§ **Task description**: Below are some records. How many of their lines contain the string "status"? Give the number only.

§ **Entries taken from a collection**:
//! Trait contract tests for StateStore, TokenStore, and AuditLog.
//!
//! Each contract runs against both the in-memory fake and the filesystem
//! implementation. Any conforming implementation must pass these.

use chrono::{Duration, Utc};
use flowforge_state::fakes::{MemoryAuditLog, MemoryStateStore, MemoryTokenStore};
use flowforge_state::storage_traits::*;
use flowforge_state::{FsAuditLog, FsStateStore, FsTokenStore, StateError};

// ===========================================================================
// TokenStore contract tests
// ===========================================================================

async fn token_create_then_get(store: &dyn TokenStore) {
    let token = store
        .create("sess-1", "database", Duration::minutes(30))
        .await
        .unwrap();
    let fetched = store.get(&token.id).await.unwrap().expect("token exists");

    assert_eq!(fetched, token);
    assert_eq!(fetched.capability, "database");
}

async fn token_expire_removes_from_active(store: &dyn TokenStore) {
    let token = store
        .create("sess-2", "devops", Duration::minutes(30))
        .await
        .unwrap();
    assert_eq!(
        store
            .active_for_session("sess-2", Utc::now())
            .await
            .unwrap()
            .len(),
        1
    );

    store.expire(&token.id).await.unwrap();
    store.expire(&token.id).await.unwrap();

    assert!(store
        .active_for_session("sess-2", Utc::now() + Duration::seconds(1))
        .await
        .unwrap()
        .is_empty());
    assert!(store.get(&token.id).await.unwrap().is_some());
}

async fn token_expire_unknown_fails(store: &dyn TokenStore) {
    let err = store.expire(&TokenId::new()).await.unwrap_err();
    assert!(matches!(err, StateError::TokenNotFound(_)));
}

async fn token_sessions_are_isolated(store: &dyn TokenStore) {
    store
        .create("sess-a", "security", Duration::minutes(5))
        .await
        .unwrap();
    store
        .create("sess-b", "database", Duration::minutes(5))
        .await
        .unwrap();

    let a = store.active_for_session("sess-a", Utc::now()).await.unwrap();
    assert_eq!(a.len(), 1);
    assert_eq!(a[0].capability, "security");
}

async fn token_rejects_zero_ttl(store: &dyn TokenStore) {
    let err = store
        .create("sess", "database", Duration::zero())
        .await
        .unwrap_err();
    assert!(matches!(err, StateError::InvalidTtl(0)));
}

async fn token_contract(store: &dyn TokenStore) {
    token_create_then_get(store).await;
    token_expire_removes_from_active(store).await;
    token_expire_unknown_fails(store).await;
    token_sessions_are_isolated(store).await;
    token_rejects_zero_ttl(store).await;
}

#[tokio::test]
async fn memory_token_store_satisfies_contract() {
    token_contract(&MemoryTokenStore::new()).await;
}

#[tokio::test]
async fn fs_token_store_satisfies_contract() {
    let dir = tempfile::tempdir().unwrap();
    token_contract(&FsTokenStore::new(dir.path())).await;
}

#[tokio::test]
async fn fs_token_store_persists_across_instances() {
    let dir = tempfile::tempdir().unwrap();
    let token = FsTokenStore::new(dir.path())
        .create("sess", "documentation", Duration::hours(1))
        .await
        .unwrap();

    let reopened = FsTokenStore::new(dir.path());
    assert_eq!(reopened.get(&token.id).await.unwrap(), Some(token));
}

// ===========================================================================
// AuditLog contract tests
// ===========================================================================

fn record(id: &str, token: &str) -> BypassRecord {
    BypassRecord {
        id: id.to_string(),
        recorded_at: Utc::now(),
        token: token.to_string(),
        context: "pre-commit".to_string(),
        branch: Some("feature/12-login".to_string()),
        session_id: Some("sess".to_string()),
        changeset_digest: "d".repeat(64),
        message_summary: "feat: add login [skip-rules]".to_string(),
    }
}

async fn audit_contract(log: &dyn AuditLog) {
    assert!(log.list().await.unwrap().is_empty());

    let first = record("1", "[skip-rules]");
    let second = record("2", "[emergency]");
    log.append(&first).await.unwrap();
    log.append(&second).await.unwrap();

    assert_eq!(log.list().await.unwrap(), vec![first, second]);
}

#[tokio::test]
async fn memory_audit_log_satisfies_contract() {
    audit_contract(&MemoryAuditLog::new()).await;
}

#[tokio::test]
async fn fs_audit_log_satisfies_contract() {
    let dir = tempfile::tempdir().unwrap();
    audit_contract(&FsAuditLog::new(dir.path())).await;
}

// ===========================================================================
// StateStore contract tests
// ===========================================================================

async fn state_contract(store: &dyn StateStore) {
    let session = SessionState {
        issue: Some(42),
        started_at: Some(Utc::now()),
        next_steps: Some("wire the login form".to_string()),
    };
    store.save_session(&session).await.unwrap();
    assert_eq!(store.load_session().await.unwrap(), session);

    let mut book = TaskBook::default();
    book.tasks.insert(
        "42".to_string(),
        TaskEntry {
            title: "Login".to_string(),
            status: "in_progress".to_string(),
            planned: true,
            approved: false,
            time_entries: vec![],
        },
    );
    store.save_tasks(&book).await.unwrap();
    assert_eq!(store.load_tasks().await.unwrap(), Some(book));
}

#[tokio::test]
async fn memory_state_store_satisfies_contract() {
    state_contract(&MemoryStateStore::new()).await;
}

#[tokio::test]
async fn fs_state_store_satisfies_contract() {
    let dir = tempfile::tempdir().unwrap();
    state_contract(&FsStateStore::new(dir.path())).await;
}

...

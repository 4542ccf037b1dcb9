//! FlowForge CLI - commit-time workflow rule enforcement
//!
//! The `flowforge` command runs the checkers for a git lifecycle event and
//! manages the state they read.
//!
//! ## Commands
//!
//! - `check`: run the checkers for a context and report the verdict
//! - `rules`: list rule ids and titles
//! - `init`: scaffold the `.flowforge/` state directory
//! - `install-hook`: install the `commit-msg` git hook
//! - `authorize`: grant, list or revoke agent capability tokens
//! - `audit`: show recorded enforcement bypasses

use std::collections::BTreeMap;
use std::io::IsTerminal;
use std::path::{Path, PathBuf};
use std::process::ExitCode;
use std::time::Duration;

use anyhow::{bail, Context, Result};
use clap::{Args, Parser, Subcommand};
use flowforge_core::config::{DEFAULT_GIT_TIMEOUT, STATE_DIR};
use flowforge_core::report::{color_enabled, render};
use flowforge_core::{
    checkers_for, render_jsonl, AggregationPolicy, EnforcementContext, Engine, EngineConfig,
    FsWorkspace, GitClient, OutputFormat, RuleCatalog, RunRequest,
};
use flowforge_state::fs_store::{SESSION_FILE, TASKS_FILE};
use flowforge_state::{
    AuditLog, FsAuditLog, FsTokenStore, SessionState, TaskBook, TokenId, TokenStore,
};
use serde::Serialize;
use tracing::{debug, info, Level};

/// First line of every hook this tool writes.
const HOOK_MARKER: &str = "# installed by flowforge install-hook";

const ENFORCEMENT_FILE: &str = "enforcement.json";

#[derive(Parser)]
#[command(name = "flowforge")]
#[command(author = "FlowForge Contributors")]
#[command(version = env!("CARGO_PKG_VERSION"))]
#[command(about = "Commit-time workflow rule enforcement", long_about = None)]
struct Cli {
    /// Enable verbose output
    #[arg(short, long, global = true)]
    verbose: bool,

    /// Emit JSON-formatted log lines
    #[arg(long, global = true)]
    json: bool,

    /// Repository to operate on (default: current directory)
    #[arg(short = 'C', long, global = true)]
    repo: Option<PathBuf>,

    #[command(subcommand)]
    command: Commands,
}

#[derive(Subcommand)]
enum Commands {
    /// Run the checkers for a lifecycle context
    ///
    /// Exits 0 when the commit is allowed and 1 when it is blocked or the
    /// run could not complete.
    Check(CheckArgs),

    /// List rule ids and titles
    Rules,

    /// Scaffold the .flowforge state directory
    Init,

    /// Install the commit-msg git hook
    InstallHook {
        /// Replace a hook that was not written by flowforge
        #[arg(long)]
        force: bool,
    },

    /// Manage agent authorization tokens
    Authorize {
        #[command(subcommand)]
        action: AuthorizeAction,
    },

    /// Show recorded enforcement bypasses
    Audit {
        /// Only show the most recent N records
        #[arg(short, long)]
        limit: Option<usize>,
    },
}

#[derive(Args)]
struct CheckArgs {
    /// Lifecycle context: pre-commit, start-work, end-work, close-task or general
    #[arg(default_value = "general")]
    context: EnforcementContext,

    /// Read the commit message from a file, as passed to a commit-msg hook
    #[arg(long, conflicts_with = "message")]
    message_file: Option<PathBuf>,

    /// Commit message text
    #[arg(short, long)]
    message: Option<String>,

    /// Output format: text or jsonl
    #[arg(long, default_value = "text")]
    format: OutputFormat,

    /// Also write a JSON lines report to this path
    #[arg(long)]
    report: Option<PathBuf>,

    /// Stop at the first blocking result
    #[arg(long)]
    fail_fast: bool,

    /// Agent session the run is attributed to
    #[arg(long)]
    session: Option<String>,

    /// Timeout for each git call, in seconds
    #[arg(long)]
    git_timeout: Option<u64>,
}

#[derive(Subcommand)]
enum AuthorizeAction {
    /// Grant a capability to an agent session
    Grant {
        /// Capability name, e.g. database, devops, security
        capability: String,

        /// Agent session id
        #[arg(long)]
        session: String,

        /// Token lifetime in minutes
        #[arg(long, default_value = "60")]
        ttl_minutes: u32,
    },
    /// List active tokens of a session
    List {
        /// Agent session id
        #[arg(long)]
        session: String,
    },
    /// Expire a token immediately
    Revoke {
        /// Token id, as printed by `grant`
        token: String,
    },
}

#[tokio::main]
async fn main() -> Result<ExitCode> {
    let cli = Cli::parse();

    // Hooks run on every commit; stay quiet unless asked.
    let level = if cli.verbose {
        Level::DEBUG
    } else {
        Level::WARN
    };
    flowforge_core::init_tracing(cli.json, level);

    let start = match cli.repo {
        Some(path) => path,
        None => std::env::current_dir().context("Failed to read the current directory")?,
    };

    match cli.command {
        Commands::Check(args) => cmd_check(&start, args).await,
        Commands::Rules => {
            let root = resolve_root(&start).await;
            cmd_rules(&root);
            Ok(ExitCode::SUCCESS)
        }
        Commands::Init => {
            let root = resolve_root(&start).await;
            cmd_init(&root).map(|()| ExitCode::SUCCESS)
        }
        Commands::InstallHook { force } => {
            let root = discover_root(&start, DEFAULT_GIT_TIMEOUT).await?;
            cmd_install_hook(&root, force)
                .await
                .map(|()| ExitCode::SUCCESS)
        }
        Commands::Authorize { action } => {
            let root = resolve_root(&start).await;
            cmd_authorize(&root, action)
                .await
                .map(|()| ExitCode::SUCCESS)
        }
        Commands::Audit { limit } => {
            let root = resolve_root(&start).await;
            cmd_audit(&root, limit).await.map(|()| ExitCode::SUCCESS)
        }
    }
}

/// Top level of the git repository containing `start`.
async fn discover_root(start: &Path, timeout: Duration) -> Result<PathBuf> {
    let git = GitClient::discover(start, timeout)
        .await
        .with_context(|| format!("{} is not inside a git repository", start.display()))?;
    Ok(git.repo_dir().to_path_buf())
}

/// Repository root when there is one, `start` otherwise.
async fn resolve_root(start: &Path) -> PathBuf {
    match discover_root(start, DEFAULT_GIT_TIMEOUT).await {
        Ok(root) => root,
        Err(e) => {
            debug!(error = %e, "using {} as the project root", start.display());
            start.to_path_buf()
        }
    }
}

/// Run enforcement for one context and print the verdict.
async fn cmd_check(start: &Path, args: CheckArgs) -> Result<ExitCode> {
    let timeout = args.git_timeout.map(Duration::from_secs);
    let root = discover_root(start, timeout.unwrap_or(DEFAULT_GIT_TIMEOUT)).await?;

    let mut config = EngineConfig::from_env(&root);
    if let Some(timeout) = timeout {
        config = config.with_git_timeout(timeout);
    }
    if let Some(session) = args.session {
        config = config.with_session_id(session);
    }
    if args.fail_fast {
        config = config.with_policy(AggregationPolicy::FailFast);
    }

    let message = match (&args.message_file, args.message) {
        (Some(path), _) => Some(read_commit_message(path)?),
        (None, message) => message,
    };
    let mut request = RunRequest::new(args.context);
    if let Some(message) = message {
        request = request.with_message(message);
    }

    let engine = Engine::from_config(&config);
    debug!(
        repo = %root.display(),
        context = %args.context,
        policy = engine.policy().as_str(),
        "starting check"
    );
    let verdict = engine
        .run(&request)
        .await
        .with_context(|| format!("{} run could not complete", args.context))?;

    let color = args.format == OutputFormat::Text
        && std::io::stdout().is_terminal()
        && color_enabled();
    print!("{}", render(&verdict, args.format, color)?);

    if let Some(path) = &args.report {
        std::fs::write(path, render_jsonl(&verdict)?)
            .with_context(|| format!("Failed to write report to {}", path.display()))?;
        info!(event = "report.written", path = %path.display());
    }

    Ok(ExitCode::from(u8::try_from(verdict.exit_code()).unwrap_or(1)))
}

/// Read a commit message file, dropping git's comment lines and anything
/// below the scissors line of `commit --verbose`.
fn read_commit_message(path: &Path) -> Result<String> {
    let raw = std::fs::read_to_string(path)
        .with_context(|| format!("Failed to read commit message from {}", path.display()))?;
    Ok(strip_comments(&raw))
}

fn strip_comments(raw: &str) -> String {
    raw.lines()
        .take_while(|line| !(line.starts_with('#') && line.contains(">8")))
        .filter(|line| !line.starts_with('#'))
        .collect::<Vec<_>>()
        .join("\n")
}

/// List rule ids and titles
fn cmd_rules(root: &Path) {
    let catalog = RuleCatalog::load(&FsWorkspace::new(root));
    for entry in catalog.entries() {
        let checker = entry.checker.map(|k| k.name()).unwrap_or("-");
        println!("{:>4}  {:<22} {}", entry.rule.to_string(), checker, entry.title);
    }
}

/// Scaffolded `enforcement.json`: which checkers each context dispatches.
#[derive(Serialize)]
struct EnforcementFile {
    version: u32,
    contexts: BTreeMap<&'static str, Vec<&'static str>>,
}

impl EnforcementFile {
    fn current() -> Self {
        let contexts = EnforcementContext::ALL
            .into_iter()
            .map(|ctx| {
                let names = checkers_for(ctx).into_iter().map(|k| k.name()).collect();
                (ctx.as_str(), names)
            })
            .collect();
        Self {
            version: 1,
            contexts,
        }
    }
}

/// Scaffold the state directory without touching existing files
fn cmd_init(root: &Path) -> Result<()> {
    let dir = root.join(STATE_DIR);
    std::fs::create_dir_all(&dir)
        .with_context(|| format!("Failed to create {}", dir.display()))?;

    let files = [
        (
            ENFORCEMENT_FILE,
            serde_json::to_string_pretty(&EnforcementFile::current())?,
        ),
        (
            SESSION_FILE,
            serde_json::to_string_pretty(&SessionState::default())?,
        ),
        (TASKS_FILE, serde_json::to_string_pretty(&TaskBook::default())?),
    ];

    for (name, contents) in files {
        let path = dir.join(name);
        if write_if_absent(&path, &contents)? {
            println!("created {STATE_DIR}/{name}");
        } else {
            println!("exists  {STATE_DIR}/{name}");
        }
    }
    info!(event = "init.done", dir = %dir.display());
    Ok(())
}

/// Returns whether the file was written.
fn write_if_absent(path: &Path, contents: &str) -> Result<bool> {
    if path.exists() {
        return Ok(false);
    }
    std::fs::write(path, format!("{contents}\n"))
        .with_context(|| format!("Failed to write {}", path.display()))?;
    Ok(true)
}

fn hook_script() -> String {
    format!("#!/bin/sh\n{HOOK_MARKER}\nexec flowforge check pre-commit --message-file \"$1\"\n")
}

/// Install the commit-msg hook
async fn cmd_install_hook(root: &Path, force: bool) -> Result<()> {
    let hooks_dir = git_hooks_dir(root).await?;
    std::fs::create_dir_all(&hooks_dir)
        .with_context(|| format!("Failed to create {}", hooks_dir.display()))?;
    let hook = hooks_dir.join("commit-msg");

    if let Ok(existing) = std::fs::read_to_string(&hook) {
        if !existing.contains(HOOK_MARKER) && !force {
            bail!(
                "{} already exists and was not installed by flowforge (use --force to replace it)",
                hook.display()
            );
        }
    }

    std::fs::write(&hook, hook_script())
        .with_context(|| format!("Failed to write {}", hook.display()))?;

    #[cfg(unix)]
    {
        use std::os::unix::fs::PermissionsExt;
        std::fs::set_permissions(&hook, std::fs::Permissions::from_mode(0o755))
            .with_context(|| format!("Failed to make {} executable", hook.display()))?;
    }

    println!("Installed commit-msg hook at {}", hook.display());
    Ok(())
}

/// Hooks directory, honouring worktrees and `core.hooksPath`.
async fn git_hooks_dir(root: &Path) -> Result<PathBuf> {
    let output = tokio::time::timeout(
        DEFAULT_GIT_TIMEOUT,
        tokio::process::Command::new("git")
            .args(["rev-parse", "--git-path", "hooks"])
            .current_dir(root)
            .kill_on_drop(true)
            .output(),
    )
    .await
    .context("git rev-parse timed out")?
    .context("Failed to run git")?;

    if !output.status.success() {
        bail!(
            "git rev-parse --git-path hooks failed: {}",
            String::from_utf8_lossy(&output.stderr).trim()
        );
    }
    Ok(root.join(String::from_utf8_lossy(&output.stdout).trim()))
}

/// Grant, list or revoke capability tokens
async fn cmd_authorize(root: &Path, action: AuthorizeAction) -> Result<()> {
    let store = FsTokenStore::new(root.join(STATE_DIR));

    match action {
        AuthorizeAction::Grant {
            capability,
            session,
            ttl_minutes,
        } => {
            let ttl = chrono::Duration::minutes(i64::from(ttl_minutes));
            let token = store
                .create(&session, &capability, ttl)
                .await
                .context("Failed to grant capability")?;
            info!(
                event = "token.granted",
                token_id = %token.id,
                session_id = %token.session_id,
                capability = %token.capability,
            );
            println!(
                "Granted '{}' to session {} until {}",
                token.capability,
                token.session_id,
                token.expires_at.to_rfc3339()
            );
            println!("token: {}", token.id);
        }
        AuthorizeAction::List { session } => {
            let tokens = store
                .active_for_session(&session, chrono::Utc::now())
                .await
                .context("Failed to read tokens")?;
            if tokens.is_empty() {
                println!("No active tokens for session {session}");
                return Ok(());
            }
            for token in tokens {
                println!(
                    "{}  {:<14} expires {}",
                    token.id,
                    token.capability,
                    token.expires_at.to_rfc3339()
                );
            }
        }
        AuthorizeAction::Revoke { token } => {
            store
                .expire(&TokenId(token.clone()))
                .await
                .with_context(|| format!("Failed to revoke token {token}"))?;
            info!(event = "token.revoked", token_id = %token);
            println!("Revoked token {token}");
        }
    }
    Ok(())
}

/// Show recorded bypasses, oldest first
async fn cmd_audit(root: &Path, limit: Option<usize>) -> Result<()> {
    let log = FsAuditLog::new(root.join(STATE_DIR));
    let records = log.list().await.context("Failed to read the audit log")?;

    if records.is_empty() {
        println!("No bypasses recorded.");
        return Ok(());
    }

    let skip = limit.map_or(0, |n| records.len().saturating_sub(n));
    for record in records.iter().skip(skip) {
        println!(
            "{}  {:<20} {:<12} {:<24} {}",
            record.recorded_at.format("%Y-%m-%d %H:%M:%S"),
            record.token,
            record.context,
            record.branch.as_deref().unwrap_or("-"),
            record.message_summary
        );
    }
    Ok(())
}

---

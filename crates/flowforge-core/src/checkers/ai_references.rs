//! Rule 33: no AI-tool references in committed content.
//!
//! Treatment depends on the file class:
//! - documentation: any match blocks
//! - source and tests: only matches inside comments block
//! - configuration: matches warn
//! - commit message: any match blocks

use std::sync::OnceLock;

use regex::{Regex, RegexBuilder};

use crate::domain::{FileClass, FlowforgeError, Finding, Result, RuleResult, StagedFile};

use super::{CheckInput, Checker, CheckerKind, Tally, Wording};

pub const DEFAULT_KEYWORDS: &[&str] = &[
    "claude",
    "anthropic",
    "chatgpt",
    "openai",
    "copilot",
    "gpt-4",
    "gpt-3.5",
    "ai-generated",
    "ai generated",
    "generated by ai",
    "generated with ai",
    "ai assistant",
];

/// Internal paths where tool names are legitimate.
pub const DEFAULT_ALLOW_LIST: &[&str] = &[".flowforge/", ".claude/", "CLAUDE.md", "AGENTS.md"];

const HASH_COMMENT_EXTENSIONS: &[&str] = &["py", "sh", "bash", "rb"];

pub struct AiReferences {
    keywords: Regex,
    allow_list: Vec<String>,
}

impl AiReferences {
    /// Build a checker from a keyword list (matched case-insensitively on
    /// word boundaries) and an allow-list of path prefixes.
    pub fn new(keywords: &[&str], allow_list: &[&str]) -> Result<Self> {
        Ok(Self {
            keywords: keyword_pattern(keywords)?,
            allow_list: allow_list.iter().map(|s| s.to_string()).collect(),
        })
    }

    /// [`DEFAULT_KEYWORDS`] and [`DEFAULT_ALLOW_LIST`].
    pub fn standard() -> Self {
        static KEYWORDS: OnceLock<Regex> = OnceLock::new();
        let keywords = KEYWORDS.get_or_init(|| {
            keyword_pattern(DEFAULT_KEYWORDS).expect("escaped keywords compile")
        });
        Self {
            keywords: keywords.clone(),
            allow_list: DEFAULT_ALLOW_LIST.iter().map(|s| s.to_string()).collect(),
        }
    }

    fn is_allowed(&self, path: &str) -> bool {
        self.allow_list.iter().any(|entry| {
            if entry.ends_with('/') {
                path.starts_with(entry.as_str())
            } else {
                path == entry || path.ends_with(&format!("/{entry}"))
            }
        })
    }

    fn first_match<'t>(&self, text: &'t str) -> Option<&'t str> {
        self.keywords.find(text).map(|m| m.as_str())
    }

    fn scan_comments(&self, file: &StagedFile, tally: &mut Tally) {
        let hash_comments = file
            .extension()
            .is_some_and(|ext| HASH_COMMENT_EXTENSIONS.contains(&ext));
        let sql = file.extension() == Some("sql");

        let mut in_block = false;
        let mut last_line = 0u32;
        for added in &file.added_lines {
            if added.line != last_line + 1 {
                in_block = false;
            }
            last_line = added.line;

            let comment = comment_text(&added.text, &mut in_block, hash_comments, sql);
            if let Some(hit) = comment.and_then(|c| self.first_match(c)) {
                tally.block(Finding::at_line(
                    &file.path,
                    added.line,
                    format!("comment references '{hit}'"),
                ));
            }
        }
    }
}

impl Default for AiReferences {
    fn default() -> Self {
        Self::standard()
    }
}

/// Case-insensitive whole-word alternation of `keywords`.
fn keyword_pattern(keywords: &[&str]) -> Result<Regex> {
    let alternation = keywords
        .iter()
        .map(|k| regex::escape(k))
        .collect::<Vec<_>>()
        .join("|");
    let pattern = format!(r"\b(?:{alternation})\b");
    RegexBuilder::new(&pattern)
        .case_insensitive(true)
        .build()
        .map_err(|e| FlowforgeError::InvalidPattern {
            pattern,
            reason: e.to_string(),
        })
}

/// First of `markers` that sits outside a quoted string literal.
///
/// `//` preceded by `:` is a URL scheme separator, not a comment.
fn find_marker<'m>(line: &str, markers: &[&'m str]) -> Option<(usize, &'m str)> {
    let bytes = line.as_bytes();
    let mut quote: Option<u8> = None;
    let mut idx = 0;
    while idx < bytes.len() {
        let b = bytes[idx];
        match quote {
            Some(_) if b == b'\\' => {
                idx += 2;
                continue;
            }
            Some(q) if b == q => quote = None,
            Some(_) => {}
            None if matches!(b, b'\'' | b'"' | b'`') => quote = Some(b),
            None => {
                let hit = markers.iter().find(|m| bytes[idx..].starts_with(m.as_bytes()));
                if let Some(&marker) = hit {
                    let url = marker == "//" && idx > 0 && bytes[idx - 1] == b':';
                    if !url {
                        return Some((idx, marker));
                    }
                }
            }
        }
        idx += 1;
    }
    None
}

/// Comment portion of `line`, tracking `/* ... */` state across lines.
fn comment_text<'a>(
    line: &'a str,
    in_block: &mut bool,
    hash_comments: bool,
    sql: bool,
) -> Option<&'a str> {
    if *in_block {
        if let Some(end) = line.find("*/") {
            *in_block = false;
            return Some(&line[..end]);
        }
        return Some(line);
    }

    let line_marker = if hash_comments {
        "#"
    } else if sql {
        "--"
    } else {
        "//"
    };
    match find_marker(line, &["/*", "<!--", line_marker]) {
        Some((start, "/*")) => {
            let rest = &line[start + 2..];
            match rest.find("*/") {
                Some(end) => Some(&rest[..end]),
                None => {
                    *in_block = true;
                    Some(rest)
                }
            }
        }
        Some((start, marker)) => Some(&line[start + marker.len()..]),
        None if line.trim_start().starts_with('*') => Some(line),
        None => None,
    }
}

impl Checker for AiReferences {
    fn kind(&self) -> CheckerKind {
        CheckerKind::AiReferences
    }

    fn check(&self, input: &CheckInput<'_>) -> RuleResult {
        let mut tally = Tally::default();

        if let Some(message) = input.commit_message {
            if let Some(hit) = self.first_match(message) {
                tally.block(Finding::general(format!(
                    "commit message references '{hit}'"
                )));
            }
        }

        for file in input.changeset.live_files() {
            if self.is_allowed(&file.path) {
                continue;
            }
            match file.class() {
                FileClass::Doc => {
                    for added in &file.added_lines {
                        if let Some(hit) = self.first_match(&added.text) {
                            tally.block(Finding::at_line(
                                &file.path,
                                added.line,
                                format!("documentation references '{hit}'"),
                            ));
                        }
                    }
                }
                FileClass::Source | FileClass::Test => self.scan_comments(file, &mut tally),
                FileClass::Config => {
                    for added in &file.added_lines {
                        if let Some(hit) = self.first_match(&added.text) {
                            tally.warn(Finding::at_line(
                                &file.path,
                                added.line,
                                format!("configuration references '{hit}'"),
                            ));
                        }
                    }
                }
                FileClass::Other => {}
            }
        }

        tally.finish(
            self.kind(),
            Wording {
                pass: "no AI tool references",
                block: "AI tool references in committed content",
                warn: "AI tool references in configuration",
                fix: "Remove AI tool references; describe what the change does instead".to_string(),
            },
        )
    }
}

§ **Answer to this task**: 2